## What the task requires
Pick out the lines below that include the string "PositionalDef".

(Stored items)
+---+

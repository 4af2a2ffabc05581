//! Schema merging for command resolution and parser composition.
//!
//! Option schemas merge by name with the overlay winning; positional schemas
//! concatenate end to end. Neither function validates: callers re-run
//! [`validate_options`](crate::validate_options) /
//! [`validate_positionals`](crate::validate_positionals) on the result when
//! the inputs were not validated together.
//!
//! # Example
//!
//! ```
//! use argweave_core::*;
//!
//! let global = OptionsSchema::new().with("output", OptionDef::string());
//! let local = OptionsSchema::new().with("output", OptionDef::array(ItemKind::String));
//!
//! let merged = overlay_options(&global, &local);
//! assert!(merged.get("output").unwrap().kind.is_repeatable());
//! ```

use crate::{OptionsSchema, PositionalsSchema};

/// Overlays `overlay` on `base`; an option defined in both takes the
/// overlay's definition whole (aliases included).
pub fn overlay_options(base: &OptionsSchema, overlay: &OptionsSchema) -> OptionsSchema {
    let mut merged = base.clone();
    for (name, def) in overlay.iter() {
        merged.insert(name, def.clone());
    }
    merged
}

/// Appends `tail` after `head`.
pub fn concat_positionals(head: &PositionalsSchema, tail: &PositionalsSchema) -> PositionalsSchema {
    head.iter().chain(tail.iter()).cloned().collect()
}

+---+

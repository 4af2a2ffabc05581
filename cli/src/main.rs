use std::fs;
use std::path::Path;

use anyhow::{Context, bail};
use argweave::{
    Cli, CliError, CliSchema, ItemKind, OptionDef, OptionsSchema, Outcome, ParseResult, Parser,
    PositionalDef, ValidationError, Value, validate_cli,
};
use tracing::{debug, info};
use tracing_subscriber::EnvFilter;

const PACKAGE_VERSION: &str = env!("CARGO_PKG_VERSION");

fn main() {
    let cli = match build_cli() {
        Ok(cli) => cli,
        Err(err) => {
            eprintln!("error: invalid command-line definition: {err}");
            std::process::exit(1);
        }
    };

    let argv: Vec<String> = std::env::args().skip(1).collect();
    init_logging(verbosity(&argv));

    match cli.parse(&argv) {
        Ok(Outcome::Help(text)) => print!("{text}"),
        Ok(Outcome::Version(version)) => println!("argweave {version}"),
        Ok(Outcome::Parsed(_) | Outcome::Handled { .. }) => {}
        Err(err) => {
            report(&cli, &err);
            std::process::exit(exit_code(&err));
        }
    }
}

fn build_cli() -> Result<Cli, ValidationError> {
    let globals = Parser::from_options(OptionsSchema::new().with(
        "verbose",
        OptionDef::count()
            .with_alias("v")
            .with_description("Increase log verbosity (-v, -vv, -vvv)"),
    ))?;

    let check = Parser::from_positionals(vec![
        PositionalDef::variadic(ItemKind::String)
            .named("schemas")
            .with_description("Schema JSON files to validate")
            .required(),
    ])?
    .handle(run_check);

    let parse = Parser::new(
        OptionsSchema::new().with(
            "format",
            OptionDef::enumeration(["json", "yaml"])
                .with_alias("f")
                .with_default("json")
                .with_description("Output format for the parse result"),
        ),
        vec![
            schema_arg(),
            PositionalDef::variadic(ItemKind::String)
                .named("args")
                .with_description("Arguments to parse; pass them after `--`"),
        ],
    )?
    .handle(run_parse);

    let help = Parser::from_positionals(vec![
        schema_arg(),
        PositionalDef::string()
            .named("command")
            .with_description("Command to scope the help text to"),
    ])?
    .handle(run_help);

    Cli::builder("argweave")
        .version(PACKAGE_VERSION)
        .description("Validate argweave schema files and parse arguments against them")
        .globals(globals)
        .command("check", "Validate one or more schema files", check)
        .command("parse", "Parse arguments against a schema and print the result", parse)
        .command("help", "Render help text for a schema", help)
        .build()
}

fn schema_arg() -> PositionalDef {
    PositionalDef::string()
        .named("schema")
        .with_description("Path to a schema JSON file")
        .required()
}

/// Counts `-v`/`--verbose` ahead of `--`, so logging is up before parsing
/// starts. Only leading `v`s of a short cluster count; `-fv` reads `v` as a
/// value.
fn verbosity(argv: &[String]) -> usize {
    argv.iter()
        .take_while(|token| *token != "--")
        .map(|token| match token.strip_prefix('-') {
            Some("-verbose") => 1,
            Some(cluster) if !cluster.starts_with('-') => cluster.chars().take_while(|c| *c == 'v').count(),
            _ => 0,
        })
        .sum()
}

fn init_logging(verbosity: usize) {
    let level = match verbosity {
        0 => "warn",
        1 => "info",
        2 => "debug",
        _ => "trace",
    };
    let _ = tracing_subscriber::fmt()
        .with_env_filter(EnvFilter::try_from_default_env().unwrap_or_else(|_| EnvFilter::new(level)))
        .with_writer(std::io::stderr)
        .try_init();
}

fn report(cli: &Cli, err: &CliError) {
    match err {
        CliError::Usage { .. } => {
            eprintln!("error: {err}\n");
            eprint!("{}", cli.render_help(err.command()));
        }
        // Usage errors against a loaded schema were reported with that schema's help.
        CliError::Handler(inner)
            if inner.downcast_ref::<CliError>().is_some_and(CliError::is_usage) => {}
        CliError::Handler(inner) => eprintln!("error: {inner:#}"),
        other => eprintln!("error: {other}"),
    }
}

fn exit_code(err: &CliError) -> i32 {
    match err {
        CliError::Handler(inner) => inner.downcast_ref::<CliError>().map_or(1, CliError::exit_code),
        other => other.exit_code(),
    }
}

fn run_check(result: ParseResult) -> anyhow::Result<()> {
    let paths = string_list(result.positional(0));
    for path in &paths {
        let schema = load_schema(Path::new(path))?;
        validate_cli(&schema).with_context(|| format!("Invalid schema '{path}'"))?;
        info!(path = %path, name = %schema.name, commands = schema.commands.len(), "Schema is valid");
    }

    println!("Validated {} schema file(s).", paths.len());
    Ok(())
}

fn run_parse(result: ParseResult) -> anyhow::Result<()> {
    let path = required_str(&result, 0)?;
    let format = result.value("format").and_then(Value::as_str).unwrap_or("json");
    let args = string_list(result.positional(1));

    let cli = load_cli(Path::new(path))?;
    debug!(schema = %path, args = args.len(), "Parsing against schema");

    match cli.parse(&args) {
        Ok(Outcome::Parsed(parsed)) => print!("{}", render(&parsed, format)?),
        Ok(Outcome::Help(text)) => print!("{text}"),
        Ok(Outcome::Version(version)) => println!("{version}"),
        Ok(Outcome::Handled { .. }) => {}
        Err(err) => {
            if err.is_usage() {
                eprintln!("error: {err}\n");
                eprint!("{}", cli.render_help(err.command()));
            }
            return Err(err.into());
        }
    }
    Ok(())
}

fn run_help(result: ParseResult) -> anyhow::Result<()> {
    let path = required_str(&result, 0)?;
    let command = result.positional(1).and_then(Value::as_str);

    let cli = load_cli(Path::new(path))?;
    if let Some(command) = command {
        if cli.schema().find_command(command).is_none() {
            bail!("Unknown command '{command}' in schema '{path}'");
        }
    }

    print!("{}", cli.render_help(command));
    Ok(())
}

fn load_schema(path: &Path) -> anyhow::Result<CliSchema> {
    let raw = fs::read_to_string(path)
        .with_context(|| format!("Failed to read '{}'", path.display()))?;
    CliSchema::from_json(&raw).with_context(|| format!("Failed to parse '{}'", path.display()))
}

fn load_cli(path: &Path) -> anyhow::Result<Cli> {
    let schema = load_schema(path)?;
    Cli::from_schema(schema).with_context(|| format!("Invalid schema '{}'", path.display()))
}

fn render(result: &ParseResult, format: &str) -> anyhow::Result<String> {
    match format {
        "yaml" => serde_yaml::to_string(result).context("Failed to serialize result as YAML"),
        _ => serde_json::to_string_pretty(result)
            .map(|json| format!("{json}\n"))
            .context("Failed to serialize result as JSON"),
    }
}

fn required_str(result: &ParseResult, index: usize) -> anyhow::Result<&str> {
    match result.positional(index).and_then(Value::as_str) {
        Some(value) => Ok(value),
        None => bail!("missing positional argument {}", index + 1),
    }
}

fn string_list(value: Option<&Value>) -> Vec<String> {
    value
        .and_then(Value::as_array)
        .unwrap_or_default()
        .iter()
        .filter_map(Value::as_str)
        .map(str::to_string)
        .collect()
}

+---+

## Response to this exercise
    PositionalDef, ValidationError, Value, validate_cli,
        PositionalDef::variadic(ItemKind::String)
            PositionalDef::variadic(ItemKind::String)
        PositionalDef::string()
fn schema_arg() -> PositionalDef {
    PositionalDef::string()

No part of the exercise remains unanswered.